• [Exercise description]: Look through the records, and whenever a line includes the word "with", copy it.

(Data items)
use std::fmt;

use serde::{Deserialize, Serialize};
use uuid::Uuid;

use super::repo_types::{User, UserRole};
use super::services::{Credentials, Identity, PresentedRefreshToken};
use crate::error::AuthError;

/// Body of `POST /auth/token`. Either a refresh token or email + password.
#[derive(Default, Deserialize)]
#[serde(rename_all = "camelCase")]
pub struct TokenRequest {
    pub email: Option<String>,
    pub password: Option<String>,
    pub refresh_token: Option<String>,
}

impl fmt::Debug for TokenRequest {
    fn fmt(&self, f: &mut fmt::Formatter<'_>) -> fmt::Result {
        f.debug_struct("TokenRequest")
            .field("email", &self.email)
            .field("password", &self.password.as_ref().map(|_| "<redacted>"))
            .field("refresh_token", &self.refresh_token.as_ref().map(|_| "<redacted>"))
            .finish()
    }
}

fn present(value: Option<String>) -> Option<String> {
    value.filter(|v| !v.trim().is_empty())
}

impl TryFrom<TokenRequest> for Identity {
    type Error = AuthError;

    /// A non-empty refresh token takes precedence over credentials.
    fn try_from(req: TokenRequest) -> Result<Self, Self::Error> {
        if let Some(token) = present(req.refresh_token) {
            return Ok(Identity::ByRefreshToken(PresentedRefreshToken(token)));
        }
        let email = present(req.email).ok_or(AuthError::ParamMissing("email"))?;
        // Whitespace is a legal password; only an empty one counts as missing.
        let password = req
            .password
            .filter(|p| !p.is_empty())
            .ok_or(AuthError::ParamMissing("password"))?;
        Ok(Identity::ByCredentials(Credentials { email, password }))
    }
}

/// Response of `POST /auth/token`.
#[derive(Debug, Serialize, Deserialize)]
#[serde(rename_all = "camelCase")]
pub struct TokenResponse {
    pub access_token: String,
    pub refresh_token: String,
}

/// Request body for user registration.
#[derive(Deserialize)]
#[serde(rename_all = "camelCase")]
pub struct RegisterRequest {
    pub email: String,
    pub password: String,
    pub first_name: Option<String>,
    pub last_name: Option<String>,
    pub display_name: Option<String>,
}

impl fmt::Debug for RegisterRequest {
    fn fmt(&self, f: &mut fmt::Formatter<'_>) -> fmt::Result {
        f.debug_struct("RegisterRequest")
            .field("email", &self.email)
            .field("password", &"<redacted>")
            .finish_non_exhaustive()
    }
}

/// Response returned after registration.
#[derive(Debug, Serialize)]
#[serde(rename_all = "camelCase")]
pub struct RegisterResponse {
    pub access_token: String,
    pub refresh_token: String,
    pub user: PublicUser,
}

/// Public part of the user returned to the client.
#[derive(Debug, Serialize)]
#[serde(rename_all = "camelCase")]
pub struct PublicUser {
    pub id: Uuid,
    pub email: String,
    pub display_name: Option<String>,
    pub role: UserRole,
}

impl From<&User> for PublicUser {
    fn from(user: &User) -> Self {
        Self {
            id: user.id,
            email: user.email.clone(),
            display_name: user.display_name.clone(),
            role: user.role,
        }
    }
}
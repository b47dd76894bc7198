use axum::{
    extract::{rejection::JsonRejection, FromRef, State},
    http::StatusCode,
    routing::{get, post},
    Json, Router,
};
use tracing::{error, info, instrument, warn};

use crate::{
    auth::{
        dto::{PublicUser, RegisterRequest, RegisterResponse, TokenRequest, TokenResponse},
        extractors::AuthUser,
        jwt::JwtKeys,
        password::hash_password,
        repo::{normalize_email, DuplicateEmail},
        repo_types::{Gender, NewUser, User, UserRole, UserStatus},
        services::{exchange, is_valid_email, Identity},
    },
    error::AuthError,
    state::AppState,
};

const MIN_PASSWORD_CHARS: usize = 8;

pub fn auth_routes() -> Router<AppState> {
    Router::new()
        .route("/auth/token", post(issue_token))
        .route("/auth/register", post(register))
}

pub fn me_routes() -> Router<AppState> {
    Router::new().route("/me", get(get_me))
}

/// Log in with email + password, or trade a refresh token for a new access token.
///
/// Every failure, including a body that is not JSON, is answered with the
/// same 403.
#[instrument(skip_all, fields(flow = tracing::field::Empty))]
pub async fn issue_token(
    State(state): State<AppState>,
    payload: Result<Json<TokenRequest>, JsonRejection>,
) -> Result<Json<TokenResponse>, AuthError> {
    let Json(payload) = payload.map_err(|e| AuthError::MalformedBody(e.body_text()))?;
    let identity = Identity::try_from(payload)?;
    tracing::Span::current().record("flow", identity.flow());

    let keys = JwtKeys::from_ref(&state);
    let tokens = exchange(state.users.as_ref(), &keys, identity).await?;
    Ok(Json(tokens))
}

#[instrument(skip(state, payload))]
pub async fn register(
    State(state): State<AppState>,
    Json(payload): Json<RegisterRequest>,
) -> Result<(StatusCode, Json<RegisterResponse>), (StatusCode, String)> {
    let email = normalize_email(&payload.email);

    if !is_valid_email(&email) {
        warn!(email = %email, "invalid email");
        return Err((StatusCode::BAD_REQUEST, "Invalid email".into()));
    }

    if payload.password.chars().count() < MIN_PASSWORD_CHARS {
        warn!("password too short");
        return Err((StatusCode::BAD_REQUEST, "Password too short".into()));
    }

    match state.users.find_by_email(&email).await {
        Ok(Some(_)) => {
            warn!(email = %email, "email already registered");
            return Err((StatusCode::CONFLICT, "Email already registered".into()));
        }
        Ok(None) => {}
        Err(e) => {
            error!(error = %e, "find_by_email failed");
            return Err(internal());
        }
    }

    let password_hash = hash_password(&payload.password).map_err(|e| {
        error!(error = %e, "hash_password failed");
        internal()
    })?;

    let user = state
        .users
        .create(NewUser {
            email,
            password_hash,
            first_name: payload.first_name,
            last_name: payload.last_name,
            display_name: payload.display_name,
            gender: Gender::default(),
            role: UserRole::User,
            status: UserStatus::Active,
        })
        .await
        .map_err(create_failed)?;

    let keys = JwtKeys::from_ref(&state);
    let access = keys.sign_access(user.id, &user.password_hash).map_err(|e| {
        error!(error = %e, "jwt sign access failed");
        internal()
    })?;
    let refresh_token = keys.sign_refresh(user.id, &user.password_hash).map_err(|e| {
        error!(error = %e, "jwt sign refresh failed");
        internal()
    })?;

    info!(user_id = %user.id, "user registered");
    Ok((
        StatusCode::CREATED,
        Json(RegisterResponse {
            access_token: access.token,
            refresh_token,
            user: PublicUser::from(&user),
        }),
    ))
}

/// Profile of the caller. Tokens issued before a password change or for a
/// disabled account are refused.
#[instrument(skip(state, auth), fields(user_id = %auth.user_id))]
pub async fn get_me(
    State(state): State<AppState>,
    auth: AuthUser,
) -> Result<Json<User>, (StatusCode, String)> {
    let unauthorized = || (StatusCode::UNAUTHORIZED, "User not found".to_string());

    let user = state
        .users
        .find_by_id(auth.user_id)
        .await
        .map_err(|e| {
            error!(error = %e, "find_by_id failed");
            internal()
        })?
        .ok_or_else(|| {
            warn!("user not found");
            unauthorized()
        })?;

    if user.status != UserStatus::Active {
        warn!(status = user.status.as_str(), "inactive user presented access token");
        return Err(unauthorized());
    }
    if auth.fingerprint != JwtKeys::fingerprint(&user.password_hash) {
        warn!("access token predates password change");
        return Err(unauthorized());
    }

    Ok(Json(user))
}

fn internal() -> (StatusCode, String) {
    (StatusCode::INTERNAL_SERVER_ERROR, "Internal error".into())
}

/// A unique-email race lost to a concurrent registration is still a conflict.
fn create_failed(e: anyhow::Error) -> (StatusCode, String) {
    if e.is::<DuplicateEmail>() {
        warn!("email already registered");
        return (StatusCode::CONFLICT, "Email already registered".into());
    }
    error!(error = %e, "create user failed");
    internal()
}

• [Answer space]:
/// Log in with email + password, or trade a refresh token for a new access token.
/// Every failure, including a body that is not JSON, is answered with the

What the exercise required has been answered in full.